Twitter: @farooqkperogi

Minister of Budget and National Economic Planning Abubakar Atiku Bagudu said last week Thursday that Nigeria is so stone-broke, so impotently bankrupt it’s barely surviving. “There is no money anywhere in the country,” he said. “The government is just managing to pay salaries.” Oh really? Is the government also “managing” to fund the loud, in-your-face, insensitive hedonism of people in power?


Being “broke” is a boringly familiar refrain of APC governments. Type “Nigeria is broke” on Google, and you’ll find matches for it from at least 2016. Maybe PDP governments also made similar claims in the past, but my admittedly perfunctory Google search didn’t throw up any results. It doesn’t matter, though, because there are no political parties in Nigeria. There are only elites who are in power and elites who are out of power.

Lamentations about being “broke” while engaging in callously conspicuous consumption reminds me of a social media meme that trended a while ago in the United States. It’s called “not broke but broque.” “Broke,” we all know, is the informal term for being strapped for cash. “Broque,” on the other hand, is a playful lexical and semantic contortion of “broke.”

Also called “bougie broke,” broque means being heedlessly lavish and showy in expenditures while claiming to be cash-strapped. In other words, it’s reckless profligacy and financial irresponsibility amid privation. Applied to Nigeria, it’s the exponential rise in multiple subsidies for fat cats in and out of government amid an ostensible financial crunch.

It recalls my favorite Mahatma Ghandhi aphorism: “There is enough for everybody's need and not for everybody's greed." Nigeria isn’t “broke” because of the need of everyday citizens; it’s “broke” because of the greed of the political elites. There is enough for everyone’s needs but there isn’t—and there won’t ever be— enough for the endlessly insatiable greed of the political elites and their underlings.

When government officials say Nigeria is “broke,” they often only mean that the finances of the nation have dwindled down to the point that meeting basic, age-old governmental obligations like paying starvation wages to workers is threatening to cause them to give up an inch of the extortionate indulgences they habitually luxuriate in.

If paying the miserly N30,000 a month to the federal minimum wage worker might lead to a little dip in the funds that finance the epicurean pleasures of people in government and their cronies, then Nigeria is “broke.”

For example, although every member of the Federal House of Representatives will get a car worth N160 million this year, the House voted Wednesday to defeat Edo State Rep. Anamero Dekeri’s motion on the “Need to compel JAMB, WAEC and NECO examination bodies to register students for free in the 2023-2024 examination exercise,” presumably because Nigeria is too “broke” to afford to fund the education of its youth who have the misfortune to be sired by poor parents.

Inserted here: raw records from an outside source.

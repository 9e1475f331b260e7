//! Configuration of the load driver.
//!
//! All types deserialize with defaults for every field, so an empty document yields a working
//! configuration. Durations are expressed in human-readable form, such as `"500ms"` or `"2m"`.

use std::time::Duration;

use serde::{Deserialize, Serialize};

/// Configuration of a benchmark run.
#[derive(Clone, Debug, Deserialize, Serialize)]
#[serde(default)]
pub struct DriverConfig {
    /// Number of workers the clients of every task are distributed over.
    ///
    /// Defaults to `1`.
    pub workers: usize,

    /// Base seed for randomized pacing.
    ///
    /// Tasks that do not configure their own seed derive a per-client seed from this value. When
    /// unset, a random seed is chosen for every run.
    pub seed: Option<u64>,

    /// Buffering of samples between clients and the metrics store.
    pub sink: SinkConfig,

    /// Synchronization of workers.
    pub coordinator: CoordinatorConfig,
}

impl Default for DriverConfig {
    fn default() -> Self {
        Self {
            workers: 1,
            seed: None,
            sink: SinkConfig::default(),
            coordinator: CoordinatorConfig::default(),
        }
    }
}

/// Configuration of the per-worker sample sink.
#[derive(Clone, Debug, Deserialize, Serialize)]
#[serde(default)]
pub struct SinkConfig {
    /// Maximum number of samples buffered before producers are blocked.
    ///
    /// Defaults to `10000`.
    pub capacity: usize,

    /// Maximum number of samples handed to the metrics store at once.
    ///
    /// Defaults to `1000`.
    pub batch_size: usize,

    /// Maximum time a sample stays buffered before a partial batch is flushed.
    ///
    /// Values below `1ms` are raised to `1ms`. Defaults to `1s`.
    #[serde(with = "humantime_serde")]
    pub flush_interval: Duration,
}

impl Default for SinkConfig {
    fn default() -> Self {
        Self {
            capacity: 10_000,
            batch_size: 1_000,
            flush_interval: Duration::from_secs(1),
        }
    }
}

/// Configuration of the phase coordinator.
#[derive(Clone, Debug, Deserialize, Serialize)]
#[serde(default)]
pub struct CoordinatorConfig {
    /// Time a worker may stay silent while a barrier waits for it.
    ///
    /// Workers send heartbeats while they run, so a barrier only times out on workers that are
    /// unreachable or dead. The initial barrier instead bounds worker setup and times out this
    /// long after the coordinator starts. Defaults to `120s`.
    #[serde(with = "humantime_serde")]
    pub barrier_timeout: Duration,

    /// Interval at which workers send heartbeats to the coordinator.
    ///
    /// Must be well below `barrier_timeout`. Defaults to `5s`.
    #[serde(with = "humantime_serde")]
    pub heartbeat_interval: Duration,
}

impl Default for CoordinatorConfig {
    fn default() -> Self {
        Self {
            barrier_timeout: Duration::from_secs(120),
            heartbeat_interval: Duration::from_secs(5),
        }
    }
}

#[cfg(test)]
mod tests {
    use super::*;

    #[test]
    fn defaults_from_empty_document() {
        let config: DriverConfig = serde_json::from_str("{}").unwrap();
        assert_eq!(config.workers, 1);
        assert_eq!(config.seed, None);
        assert_eq!(config.sink.capacity, 10_000);
        assert_eq!(config.sink.batch_size, 1_000);
        assert_eq!(config.sink.flush_interval, Duration::from_secs(1));
        assert_eq!(
            config.coordinator.barrier_timeout,
            Duration::from_secs(120)
        );
        assert_eq!(
            config.coordinator.heartbeat_interval,
            Duration::from_secs(5)
        );
    }

    #[test]
    fn parses_human_durations() {
        let json = r#"{
            "workers": 4,
            "seed": 7,
            "sink": { "capacity": 16, "flush_interval": "250ms" },
            "coordinator": { "barrier_timeout": "2m" }
        }"#;
        let config: DriverConfig = serde_json::from_str(json).unwrap();
        assert_eq!(config.workers, 4);
        assert_eq!(config.seed, Some(7));
        assert_eq!(config.sink.capacity, 16);
        assert_eq!(config.sink.batch_size, 1_000);
        assert_eq!(config.sink.flush_interval, Duration::from_millis(250));
        assert_eq!(
            config.coordinator.barrier_timeout,
            Duration::from_secs(120)
        );
    }
}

And, although Nigeria is barely paying salaries and is too poor to fund fuel subsidies (about the only benefit poor people derived from the government), N57.6 billion will be spent this year to buy foreign luxury cars for legislators.

The Chairman of the Committee on Senate Services by the name of Sunday Karimi told newsmen on Tuesday that the price tag for the vehicles is steep because they are foreign, not locally manufactured cars, which are needed because of their reliability and durability. “These vehicles that you see [referring to their current cars that need to be replaced], go to Nigeria roads today, If I go home once, my senatorial district, I come back spending a lot on my vehicles because our roads are bad,” he said.


Then he threw a challenge to critics who are fixated on the luxuries of National Assembly members while ignoring the more extravagant opulence that members of the executive branch bask in. “We know ministers with more than three Land Cruisers, Prado, and other vehicles, and Nigerians are not asking them questions. Why us?” I think that’s a fair point.

In every budget, the Nigerian government allocates funds for the purchase of new, usually foreign, cars for people in the executive branch. I’ve always wondered what happens to the one-year-old cars that are replaced every year. Where do they go? Who gets them? No country in the rich, industrialized world buys new cars for government officials every year. But a perpetually “broke” country does.

Recall, too, that Nigeria has one of the world’s most expensive presidential air fleets. No one seems to know for certain how many aircraft we have in the presidential fleet, but estimates range from 10 to 7. After our unceasing reminders to Buhari— in the early days of his first term— of his promise to sell off the aircraft in the fleet, he lied to the world that he had sold two. He lied to repel continual public scrutiny.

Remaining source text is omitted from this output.